君が、イチバン。

らっきょさんは見事な手捌きで、もう一本のブリも捌いていた。すごい。私なんか頭をスパンと落として、お腹に切り目を入れて中を綺麗にする単純作業なのに、らっきょさんは包丁を捻ったり、縦横器用に回して綺麗な切り口であっという間に三昧下ろしを作った。

すごい、すごいと感心しきりの私にらっきょさんは気を良くしたのか包丁で雑技団みたいな事をしてみせてくれた。なにそれ、だから何者。
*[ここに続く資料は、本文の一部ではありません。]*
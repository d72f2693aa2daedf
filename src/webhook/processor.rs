use crate::cache::{CacheStore, KeyTtl};
use crate::config::{IdempotencySettings, ReadFailurePolicy};
use crate::error::{AppError, Result};
use crate::gateway::{PaymentGateway, PaymentRequest};
use crate::observability::{get_metrics, LatencyTimer};
use crate::webhook::entry::{CacheEntry, Outcome};
use anyhow::anyhow;
use serde::{Deserialize, Serialize};
use std::sync::atomic::{AtomicU64, Ordering};
use std::sync::Arc;
use tracing::{debug, error, info, warn};

/// Counters for webhook processing.
#[derive(Debug, Default)]
pub struct WebhookMetrics {
    pub total_events: AtomicU64,
    pub processed_events: AtomicU64,
    pub duplicate_events: AtomicU64,
    pub replayed_failures: AtomicU64,
    pub failed_events: AtomicU64,
    pub malformed_entries: AtomicU64,
    pub in_flight_rejections: AtomicU64,
}

impl WebhookMetrics {
    pub fn new() -> Self {
        Self::default()
    }

    pub fn record_event(&self) {
        self.total_events.fetch_add(1, Ordering::Relaxed);
    }

    pub fn record_processed(&self) {
        self.processed_events.fetch_add(1, Ordering::Relaxed);
    }

    pub fn record_duplicate(&self) {
        self.duplicate_events.fetch_add(1, Ordering::Relaxed);
    }

    pub fn record_replayed_failure(&self) {
        self.replayed_failures.fetch_add(1, Ordering::Relaxed);
    }

    pub fn record_failed(&self) {
        self.failed_events.fetch_add(1, Ordering::Relaxed);
    }

    pub fn record_malformed(&self) {
        self.malformed_entries.fetch_add(1, Ordering::Relaxed);
    }

    pub fn record_in_flight(&self) {
        self.in_flight_rejections.fetch_add(1, Ordering::Relaxed);
    }

    pub fn snapshot(&self) -> MetricsSnapshot {
        MetricsSnapshot {
            total_events: self.total_events.load(Ordering::Relaxed),
            processed_events: self.processed_events.load(Ordering::Relaxed),
            duplicate_events: self.duplicate_events.load(Ordering::Relaxed),
            replayed_failures: self.replayed_failures.load(Ordering::Relaxed),
            failed_events: self.failed_events.load(Ordering::Relaxed),
            malformed_entries: self.malformed_entries.load(Ordering::Relaxed),
            in_flight_rejections: self.in_flight_rejections.load(Ordering::Relaxed),
        }
    }
}

#[derive(Debug, Clone, PartialEq, Eq, Serialize, Deserialize)]
pub struct MetricsSnapshot {
    pub total_events: u64,
    pub processed_events: u64,
    pub duplicate_events: u64,
    pub replayed_failures: u64,
    pub failed_events: u64,
    pub malformed_entries: u64,
    pub in_flight_rejections: u64,
}

impl MetricsSnapshot {
    /// Share of events answered from the cache instead of the gateway.
    pub fn duplicate_rate(&self) -> f64 {
        if self.total_events == 0 {
            0.0
        } else {
            (self.duplicate_events + self.replayed_failures) as f64 / self.total_events as f64
        }
    }
}

/// Processes webhook events so each event id reaches the gateway at most once per
/// cache window.
///
/// Successful outcomes are cached for `success_ttl_secs`, failures for
/// `failure_ttl_secs`. A cached failure is replayed to redeliveries without
/// calling the gateway, which keeps a failing gateway from being hammered by
/// sender retries.
///
/// Without `in_flight_lock`, two concurrent first deliveries of the same event
/// can both miss the cache and both reach the gateway.
pub struct WebhookProcessor {
    store: Arc<dyn CacheStore>,
    gateway: Arc<dyn PaymentGateway>,
    settings: IdempotencySettings,
    metrics: Arc<WebhookMetrics>,
}

impl WebhookProcessor {
    pub fn new(store: Arc<dyn CacheStore>, gateway: Arc<dyn PaymentGateway>) -> Self {
        Self::with_settings(store, gateway, IdempotencySettings::default())
    }

    pub fn with_settings(
        store: Arc<dyn CacheStore>,
        gateway: Arc<dyn PaymentGateway>,
        settings: IdempotencySettings,
    ) -> Self {
        Self {
            store,
            gateway,
            settings,
            metrics: Arc::new(WebhookMetrics::new()),
        }
    }

    pub fn metrics(&self) -> Arc<WebhookMetrics> {
        Arc::clone(&self.metrics)
    }

    pub fn settings(&self) -> &IdempotencySettings {
        &self.settings
    }

    /// Cache key holding the outcome for an event, e.g. `webhook:evt_123`.
    pub fn cache_key(&self, event_id: &str) -> String {
        format!("{}:{}", self.settings.key_prefix, event_id)
    }

    // Kept outside the `{prefix}:` namespace so no event id can collide with it.
    fn lock_key(&self, event_id: &str) -> String {
        format!("{}-lock:{}", self.settings.key_prefix, event_id)
    }

    /// Processes one webhook delivery.
    ///
    /// Returns `Outcome::Success` when this call made the payment and
    /// `Outcome::AlreadyProcessed` when an earlier delivery did. Fails with
    /// `AppError::OperationFailed` when the gateway fails now or failed for an
    /// earlier delivery whose failure is still cached.
    pub async fn process_event(&self, event_id: &str, request: &PaymentRequest) -> Result<Outcome> {
        let timer = LatencyTimer::new();
        self.metrics.record_event();

        let result = self.handle(event_id, request).await;

        get_metrics().record_webhook_duration(timer.elapsed_ms());
        result
    }

    async fn handle(&self, event_id: &str, request: &PaymentRequest) -> Result<Outcome> {
        let key = self.cache_key(event_id);

        if let Some(entry) = self.lookup(&key).await? {
            return self.replay(event_id, entry);
        }

        if !self.settings.in_flight_lock {
            return self.execute(event_id, &key, request).await;
        }

        let lock_key = self.lock_key(event_id);
        let acquired = self
            .store
            .set_if_absent(&lock_key, b"processing", self.settings.lock_ttl_secs)
            .await?;
        if !acquired {
            self.metrics.record_in_flight();
            get_metrics().record_webhook_outcome("in_flight");
            debug!(event_id, "Event is already being processed");
            return Err(AppError::InFlight(event_id.to_string()));
        }

        // Another delivery may have cached its outcome between our read and the lock.
        let result = match self.lookup(&key).await {
            Ok(Some(entry)) => self.replay(event_id, entry),
            Ok(None) => self.execute(event_id, &key, request).await,
            Err(e) => Err(e),
        };

        if let Err(e) = self.store.delete(&lock_key).await {
            warn!(event_id, error = %e, "Failed to release in-flight lock; it will expire");
        }

        result
    }

    /// Reads and decodes the entry under `key`. Malformed entries count as absent.
    async fn lookup(&self, key: &str) -> Result<Option<CacheEntry>> {
        let raw = match self.store.get(key).await {
            Ok(raw) => raw,
            Err(e) => match self.settings.read_failure_policy {
                ReadFailurePolicy::FailClosed => return Err(e),
                ReadFailurePolicy::FailOpen => {
                    warn!(key, error = %e, "Cache read failed; processing event as uncached");
                    return Ok(None);
                }
            },
        };

        let Some(raw) = raw else {
            return Ok(None);
        };

        match CacheEntry::decode(&raw) {
            Ok(entry) => Ok(Some(entry)),
            Err(e) => {
                self.metrics.record_malformed();
                warn!(key, error = %e, "Ignoring malformed cache entry");
                Ok(None)
            }
        }
    }

    fn replay(&self, event_id: &str, entry: CacheEntry) -> Result<Outcome> {
        if let Some(message) = entry.failure_message() {
            self.metrics.record_replayed_failure();
            get_metrics().record_webhook_outcome("replayed_failure");
            debug!(event_id, error = %message, "Replaying cached failure");
            return Err(AppError::OperationFailed(message));
        }

        self.metrics.record_duplicate();
        get_metrics().record_webhook_outcome("already_processed");
        debug!(event_id, "Event already processed");
        Ok(Outcome::AlreadyProcessed {
            event_id: event_id.to_string(),
        })
    }

    async fn execute(&self, event_id: &str, key: &str, request: &PaymentRequest) -> Result<Outcome> {
        match self.gateway.create_payment(request).await {
            Ok(transaction) => {
                let entry = CacheEntry::success(transaction.id.clone());
                if let Err(e) = self.write(key, &entry, self.settings.success_ttl_secs).await {
                    error!(
                        event_id,
                        transaction_id = %transaction.id,
                        error = %e,
                        "Payment succeeded but its outcome could not be cached"
                    );
                    return Err(e);
                }

                self.metrics.record_processed();
                get_metrics().record_webhook_outcome("success");
                info!(event_id, transaction_id = %transaction.id, "Webhook event processed");
                Ok(Outcome::Success {
                    transaction_id: transaction.id,
                })
            }
            Err(gateway_error) => {
                let message = gateway_error.to_string();
                self.metrics.record_failed();

                let entry = CacheEntry::failed(message.clone());
                if let Err(e) = self.write(key, &entry, self.settings.failure_ttl_secs).await {
                    error!(
                        event_id,
                        gateway_error = %message,
                        error = %e,
                        "Payment failed and the failure could not be cached"
                    );
                    return Err(e);
                }

                get_metrics().record_webhook_outcome("failed");
                warn!(event_id, error = %message, "Webhook event failed; failure cached");
                Err(AppError::OperationFailed(message))
            }
        }
    }

    async fn write(&self, key: &str, entry: &CacheEntry, ttl_secs: u64) -> Result<()> {
        let payload = entry.encode()?;
        self.store.set_with_expiry(key, &payload, ttl_secs).await?;
        debug!(key, ttl_secs, "Cached webhook outcome");
        Ok(())
    }

    /// Returns the cached entry for an event, if any.
    pub async fn cached_entry(&self, event_id: &str) -> Result<Option<CacheEntry>> {
        let key = self.cache_key(event_id);
        match self.store.get(&key).await? {
            Some(raw) => CacheEntry::decode(&raw).map(Some).map_err(|e| {
                AppError::Internal(anyhow!("Malformed cache entry under '{}': {}", key, e))
            }),
            None => Ok(None),
        }
    }

    /// Remaining lifetime of the cached entry for an event.
    pub async fn entry_ttl(&self, event_id: &str) -> Result<KeyTtl> {
        self.store.ttl(&self.cache_key(event_id)).await
    }

    /// Deletes the cached entry so the next delivery is processed afresh.
    pub async fn forget(&self, event_id: &str) -> Result<bool> {
        let removed = self.store.delete(&self.cache_key(event_id)).await?;
        if removed {
            info!(event_id, "Cached webhook outcome removed");
        }
        Ok(removed)
    }
}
「ら…、井村さんは、自分の店をだしたりしないんですか?それだけの腕があったら」

実際、ここの料理は美味しい。


「嬉しい事いうね!けど、俺は雇われでいんだよ、開業する金もないし実力もない。勢いだけは良いがな、努力もせんし。経営云々も分からんしな!悪い事だって散々やったし、こんな半端もんの俺を雇うここはかなり変わっていると思うよ。感謝もしてるがな!」

はっはっはと豪快に笑って、

「だから自分の店持つ奴はすごいよな」

とうんうん頷いている。
らっきょさん、いや井村さんは、この店が好きなんだな、と思う。同時に振り切れない過去もあるんだろうなと思った。店を出すと決めた瑛ちゃんにもきっと。


「井村さんの作る料理、好きです」


私が笑うと井村さんも照れたように笑った。